База на Каллисто – единственная в системе Юпитера. Зато она большая, под стать газовому гиганту. Три крыла по тридцать семь пилотов – больше сотни лётчиков. Восемьдесят учёных. Сотня с лишним человек обслуживающего персонала. Сотня морских пехотинцев – не знаю, зачем они тут, море на Каллисто глубоко под поверхностью, а пехота тоже не нужна. В общем, набирается четыре с половиной сотни людей, живущих в центре Вальхаллы – огромного кратера на севере Каллисто.

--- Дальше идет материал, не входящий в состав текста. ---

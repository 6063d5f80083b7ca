use std::collections::HashMap;
use std::collections::hash_map::Entry;

use serde_json::json;

use crate::error::{CanvasError, FieldError, Result};
use crate::geometry::Size;
use crate::logging::{LogLevel, Logger, event_with_fields, json_kv, json_str};
use crate::model::WidgetOptions;

use super::builtins::builtin_definitions;
use super::definition::WidgetDefinition;
use super::options::{EnhancedWidgetConfig, WidgetOptionDefinition};
use super::schema::ValidationReport;

const LOG_TARGET: &str = "canvas::registry";

/// Lookup table from widget type to its definition.
#[derive(Default)]
pub struct WidgetRegistry {
    definitions: HashMap<String, WidgetDefinition>,
    logger: Option<Logger>,
}

impl WidgetRegistry {
    pub fn new() -> Self {
        Self::default()
    }

    /// Registry pre-populated with the shipped widget types.
    pub fn with_builtins() -> Self {
        let mut registry = Self::new();
        for definition in builtin_definitions() {
            registry
                .definitions
                .insert(definition.widget_type.clone(), definition);
        }
        registry
    }

    pub fn with_logger(mut self, logger: Logger) -> Self {
        self.logger = Some(logger);
        self
    }

    pub fn register(&mut self, definition: WidgetDefinition) -> Result<()> {
        match self.definitions.entry(definition.widget_type.clone()) {
            Entry::Occupied(entry) => Err(CanvasError::DuplicateWidgetType(entry.key().clone())),
            Entry::Vacant(slot) => {
                slot.insert(definition);
                Ok(())
            }
        }
    }

    pub fn definition(&self, widget_type: &str) -> Option<&WidgetDefinition> {
        self.definitions.get(widget_type)
    }

    /// Registered type names, sorted.
    pub fn widget_types(&self) -> Vec<&str> {
        let mut types: Vec<&str> = self.definitions.keys().map(String::as_str).collect();
        types.sort_unstable();
        types
    }

    pub fn has_config(&self, widget_type: &str) -> bool {
        self.definitions.contains_key(widget_type)
    }

    pub fn get_config(&self, widget_type: &str) -> Option<&EnhancedWidgetConfig> {
        self.definition(widget_type).map(|d| &d.config)
    }

    /// Defaults for `widget_type`; empty for unknown types.
    pub fn get_defaults(&self, widget_type: &str) -> WidgetOptions {
        self.definition(widget_type)
            .map(|d| d.defaults.clone())
            .unwrap_or_default()
    }

    pub fn min_size(&self, widget_type: &str) -> Option<Size> {
        self.definition(widget_type).and_then(|d| d.min_size)
    }

    /// Defaults overlaid with `overrides`.
    pub fn resolve_options(
        &self,
        widget_type: &str,
        overrides: &WidgetOptions,
    ) -> Result<WidgetOptions> {
        let definition = self
            .definition(widget_type)
            .ok_or_else(|| CanvasError::UnknownWidgetType(widget_type.to_string()))?;
        let mut resolved = definition.defaults.clone();
        for (key, value) in overrides {
            resolved.insert(key.clone(), value.clone());
        }
        Ok(resolved)
    }

    /// Field-level validation of `candidate`. The caller decides whether to
    /// reject the save or keep the valid subset.
    pub fn validate(&self, widget_type: &str, candidate: &WidgetOptions) -> ValidationReport {
        let report = match self.definition(widget_type) {
            Some(definition) => definition.schema.validate(candidate),
            None => ValidationReport::from_errors(vec![FieldError::new(
                "type",
                format!("unknown widget type `{widget_type}`"),
            )]),
        };
        if !report.valid {
            self.log_rejection(widget_type, &report);
        }
        report
    }

    /// Options visible for the in-progress `current` values, with defaults
    /// filling any key the editor has not touched yet.
    pub fn visible_options(
        &self,
        widget_type: &str,
        current: &WidgetOptions,
    ) -> Vec<&WidgetOptionDefinition> {
        let Some(definition) = self.definition(widget_type) else {
            return Vec::new();
        };
        let mut effective = definition.defaults.clone();
        for (key, value) in current {
            effective.insert(key.clone(), value.clone());
        }
        definition
            .config
            .options()
            .filter(|option| option.visibility.is_visible(&effective))
            .collect()
    }

    fn log_rejection(&self, widget_type: &str, report: &ValidationReport) {
        if let Some(logger) = &self.logger {
            let fields: Vec<&str> = report.errors.iter().map(|e| e.field.as_str()).collect();
            let event = event_with_fields(
                LogLevel::Warn,
                LOG_TARGET,
                "registry.validation_failed",
                [
                    json_str("widget_type", widget_type),
                    json_kv("fields", json!(fields)),
                ],
            );
            let _ = logger.log_event(event);
        }
    }
}

#[cfg(test)]
mod tests {
    use super::*;
    use crate::logging::MemorySink;
    use crate::registry::options::WidgetOptionGroup;
    use serde_json::{Value, json};

    fn options(value: Value) -> WidgetOptions {
        value.as_object().cloned().unwrap_or_default()
    }

    fn keys(options: &[&WidgetOptionDefinition]) -> Vec<String> {
        options.iter().map(|o| o.key.clone()).collect()
    }

    #[test]
    fn builtins_are_registered() {
        let registry = WidgetRegistry::with_builtins();
        assert_eq!(
            registry.widget_types(),
            vec![
                "calendar",
                "clock",
                "homeassistant",
                "notes",
                "timer",
                "todo",
                "weather"
            ]
        );
        assert!(registry.has_config("calendar"));
        assert!(!registry.has_config("stocks"));
        assert!(registry.get_config("stocks").is_none());
        assert!(registry.get_defaults("stocks").is_empty());
    }

    #[test]
    fn calendar_today_color_follows_highlight_today() {
        let registry = WidgetRegistry::with_builtins();
        assert_eq!(registry.get_defaults("calendar")["highlightToday"], json!(true));

        let visible = registry.visible_options("calendar", &WidgetOptions::new());
        assert!(keys(&visible).contains(&"todayColor".to_string()));

        let edited = options(json!({"highlightToday": false}));
        let visible = registry.visible_options("calendar", &edited);
        assert!(!keys(&visible).contains(&"todayColor".to_string()));

        let config = registry.get_config("calendar").unwrap();
        let today_color = config.option("todayColor").unwrap();
        assert!(!today_color.visibility.is_visible(&edited));
    }

    #[test]
    fn timer_mode_switches_option_sets() {
        let registry = WidgetRegistry::with_builtins();
        let pomodoro = options(json!({"mode": "pomodoro"}));
        let visible = keys(&registry.visible_options("timer", &pomodoro));
        assert!(visible.contains(&"workMinutes".to_string()));
        assert!(!visible.contains(&"duration".to_string()));
    }

    #[test]
    fn validation_reports_fields_and_logs() {
        let sink = MemorySink::new();
        let registry = WidgetRegistry::with_builtins().with_logger(Logger::new(sink.clone()));

        let report = registry.validate(
            "weather",
            &options(json!({"units": "kelvin", "forecastDays": 9, "showWind": false})),
        );
        assert!(!report.valid);
        assert_eq!(report.errors.len(), 2);
        assert!(report.field("units").is_some());
        assert!(report.field("forecastDays").is_some());
        assert_eq!(sink.messages(), vec!["registry.validation_failed"]);

        assert!(registry.validate("weather", &options(json!({"units": "imperial"}))).valid);
        assert_eq!(sink.events().len(), 1);
    }

    #[test]
    fn unknown_type_fails_validation_on_type_field() {
        let registry = WidgetRegistry::with_builtins();
        let report = registry.validate("stocks", &WidgetOptions::new());
        assert_eq!(report.errors[0].field, "type");
    }

    #[test]
    fn register_rejects_duplicates() {
        let mut registry = WidgetRegistry::with_builtins();
        let custom = WidgetDefinition::builder("clock", "Clock again")
            .group(WidgetOptionGroup::new("g", "G"))
            .build();
        assert!(matches!(
            registry.register(custom),
            Err(CanvasError::DuplicateWidgetType(t)) if t == "clock"
        ));

        let stocks = WidgetDefinition::builder("stocks", "Stocks")
            .min_size(180.0, 90.0)
            .build();
        registry.register(stocks).unwrap();
        assert_eq!(registry.min_size("stocks"), Some(Size::new(180.0, 90.0)));
    }

    #[test]
    fn resolve_overlays_overrides_on_defaults() {
        let registry = WidgetRegistry::with_builtins();
        let resolved = registry
            .resolve_options("clock", &options(json!({"showSeconds": false})))
            .unwrap();
        assert_eq!(resolved["showSeconds"], json!(false));
        assert_eq!(resolved["style"], json!("digital"));
        assert!(matches!(
            registry.resolve_options("stocks", &WidgetOptions::new()),
            Err(CanvasError::UnknownWidgetType(_))
        ));
    }

    #[test]
    fn registries_are_independent() {
        let mut first = WidgetRegistry::new();
        let second = WidgetRegistry::new();
        first
            .register(WidgetDefinition::builder("solo", "Solo").build())
            .unwrap();
        assert!(first.has_config("solo"));
        assert!(!second.has_config("solo"));
    }
}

Когда-то сюда упал гигантский метеорит, создав целую серию концентрических колец – грунт расплескался, да так и застыл гребнями, будто круги на воде от брошенного камня. Центральный кратер немаленький, триста километров в диаметре, и с высоты Вальхалла смотрится красиво, но никаких особых преимуществ у этого места нет.

Я думаю, что место выбрали исключительно из-за названия. На Каллисто есть ещё одна такая структура, Асгард, но Асгард – это город богов.

А мы не боги, мы воины.

Вот только, умирая и возрождаясь в Вальхалле, не садимся беспробудно бухать и трахаться с валькириями (ха-ха, попробуйте-ка этим заняться в теле ребёнка), а снова и снова идём в бой.

Базу на Каллисто (как и лунную, и марсианскую, и базу на Титане, спутнике Сатурна) людям подарила Ангельская иерархия. Вместе с кучей научных данных, вместе с методикой клонирования, вместе с технологией квантовой связанности сознания. На Луне люди потом построили целый город, куда больше размером. Но на Землю демоническая иерархия не нападает, да и охраняют её ангелы – по слухам, где-то в пространстве постоянно витает херувим. К Марсу демоны тоже совались всего пару раз, так что там курорт.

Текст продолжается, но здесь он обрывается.